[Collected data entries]
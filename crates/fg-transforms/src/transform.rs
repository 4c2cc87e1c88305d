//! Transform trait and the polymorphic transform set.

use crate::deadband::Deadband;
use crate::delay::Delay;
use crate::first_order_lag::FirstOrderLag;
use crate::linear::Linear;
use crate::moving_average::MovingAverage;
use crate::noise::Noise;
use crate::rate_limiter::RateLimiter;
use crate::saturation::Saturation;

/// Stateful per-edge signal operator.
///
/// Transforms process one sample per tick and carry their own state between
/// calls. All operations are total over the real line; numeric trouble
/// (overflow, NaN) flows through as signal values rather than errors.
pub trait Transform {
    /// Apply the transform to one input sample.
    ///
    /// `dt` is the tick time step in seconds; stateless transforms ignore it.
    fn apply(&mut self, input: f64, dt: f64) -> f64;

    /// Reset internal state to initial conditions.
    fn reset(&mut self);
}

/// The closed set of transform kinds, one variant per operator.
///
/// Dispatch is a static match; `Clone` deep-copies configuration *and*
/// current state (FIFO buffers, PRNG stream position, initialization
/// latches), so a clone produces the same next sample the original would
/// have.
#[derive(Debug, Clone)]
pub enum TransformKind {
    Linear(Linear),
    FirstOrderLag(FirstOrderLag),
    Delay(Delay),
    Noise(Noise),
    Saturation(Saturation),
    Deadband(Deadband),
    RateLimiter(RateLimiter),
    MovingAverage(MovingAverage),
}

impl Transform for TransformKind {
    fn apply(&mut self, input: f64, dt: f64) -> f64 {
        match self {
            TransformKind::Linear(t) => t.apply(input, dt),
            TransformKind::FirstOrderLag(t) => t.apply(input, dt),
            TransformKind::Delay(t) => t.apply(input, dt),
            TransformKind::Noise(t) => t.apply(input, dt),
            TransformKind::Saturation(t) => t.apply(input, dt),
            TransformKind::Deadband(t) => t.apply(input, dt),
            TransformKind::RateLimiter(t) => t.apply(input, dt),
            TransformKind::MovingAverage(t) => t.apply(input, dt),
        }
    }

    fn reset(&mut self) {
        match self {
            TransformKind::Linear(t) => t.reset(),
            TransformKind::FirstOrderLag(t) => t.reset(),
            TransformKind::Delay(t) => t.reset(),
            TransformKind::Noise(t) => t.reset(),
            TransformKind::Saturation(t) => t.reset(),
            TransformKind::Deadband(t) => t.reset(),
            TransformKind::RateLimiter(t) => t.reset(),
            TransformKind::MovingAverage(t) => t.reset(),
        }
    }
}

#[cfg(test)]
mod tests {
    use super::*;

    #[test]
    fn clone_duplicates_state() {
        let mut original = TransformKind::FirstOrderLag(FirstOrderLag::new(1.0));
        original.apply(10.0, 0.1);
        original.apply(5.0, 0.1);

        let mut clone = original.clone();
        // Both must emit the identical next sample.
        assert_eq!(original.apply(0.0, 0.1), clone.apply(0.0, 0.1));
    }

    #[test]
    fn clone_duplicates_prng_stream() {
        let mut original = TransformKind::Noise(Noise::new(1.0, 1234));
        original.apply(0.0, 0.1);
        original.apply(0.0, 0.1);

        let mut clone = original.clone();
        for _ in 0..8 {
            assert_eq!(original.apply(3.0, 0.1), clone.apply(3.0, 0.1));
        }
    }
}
---
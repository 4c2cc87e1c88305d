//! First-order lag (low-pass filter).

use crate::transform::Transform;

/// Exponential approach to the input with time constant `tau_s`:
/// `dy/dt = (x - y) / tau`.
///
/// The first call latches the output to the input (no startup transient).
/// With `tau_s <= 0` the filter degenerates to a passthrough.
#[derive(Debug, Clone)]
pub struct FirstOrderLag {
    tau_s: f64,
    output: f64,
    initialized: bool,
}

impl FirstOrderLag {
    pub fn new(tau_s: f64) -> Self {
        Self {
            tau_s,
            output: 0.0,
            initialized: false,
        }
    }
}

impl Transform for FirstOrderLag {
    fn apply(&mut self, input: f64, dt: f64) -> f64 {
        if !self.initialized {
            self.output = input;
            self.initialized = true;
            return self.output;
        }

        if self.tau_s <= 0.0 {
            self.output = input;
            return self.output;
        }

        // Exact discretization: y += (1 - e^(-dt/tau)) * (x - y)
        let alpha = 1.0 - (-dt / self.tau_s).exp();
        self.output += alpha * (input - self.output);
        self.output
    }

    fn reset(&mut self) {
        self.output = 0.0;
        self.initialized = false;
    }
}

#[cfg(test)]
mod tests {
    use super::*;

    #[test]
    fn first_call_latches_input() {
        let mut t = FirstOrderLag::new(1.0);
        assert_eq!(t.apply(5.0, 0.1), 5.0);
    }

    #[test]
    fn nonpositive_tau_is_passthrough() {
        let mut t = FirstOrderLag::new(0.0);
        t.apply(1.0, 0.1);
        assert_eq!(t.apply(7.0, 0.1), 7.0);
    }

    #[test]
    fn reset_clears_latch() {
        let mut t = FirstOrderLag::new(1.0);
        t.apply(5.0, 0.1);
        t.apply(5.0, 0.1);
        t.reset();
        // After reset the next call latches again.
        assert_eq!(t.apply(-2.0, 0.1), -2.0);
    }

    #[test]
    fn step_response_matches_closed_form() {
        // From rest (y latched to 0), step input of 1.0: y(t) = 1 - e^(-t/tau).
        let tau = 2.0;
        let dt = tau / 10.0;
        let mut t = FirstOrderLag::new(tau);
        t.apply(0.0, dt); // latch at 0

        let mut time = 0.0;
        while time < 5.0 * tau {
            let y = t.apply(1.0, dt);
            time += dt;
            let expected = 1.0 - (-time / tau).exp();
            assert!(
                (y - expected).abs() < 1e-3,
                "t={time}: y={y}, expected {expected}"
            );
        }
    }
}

**Your assignment**: Please give again the lines above between the line holding "filename crates/fg-transforms/src/transform.rs" and the line holding "stream position, initialization", inclusive, exactly as they are and with nothing added.

**Result of the exercise**:
filename crates/fg-transforms/src/transform.rs
repository 4c2cc87e1c88305d
//! Transform trait and the polymorphic transform set.

use crate::deadband::Deadband;
use crate::delay::Delay;
use crate::first_order_lag::FirstOrderLag;
use crate::linear::Linear;
use crate::moving_average::MovingAverage;
use crate::noise::Noise;
use crate::rate_limiter::RateLimiter;
use crate::saturation::Saturation;

/// Stateful per-edge signal operator.
///
/// Transforms process one sample per tick and carry their own state between
/// calls. All operations are total over the real line; numeric trouble
/// (overflow, NaN) flows through as signal values rather than errors.
pub trait Transform {
    /// Apply the transform to one input sample.
    ///
    /// `dt` is the tick time step in seconds; stateless transforms ignore it.
    fn apply(&mut self, input: f64, dt: f64) -> f64;

    /// Reset internal state to initial conditions.
    fn reset(&mut self);
}

/// The closed set of transform kinds, one variant per operator.
///
/// Dispatch is a static match; `Clone` deep-copies configuration *and*
/// current state (FIFO buffers, PRNG stream position, initialization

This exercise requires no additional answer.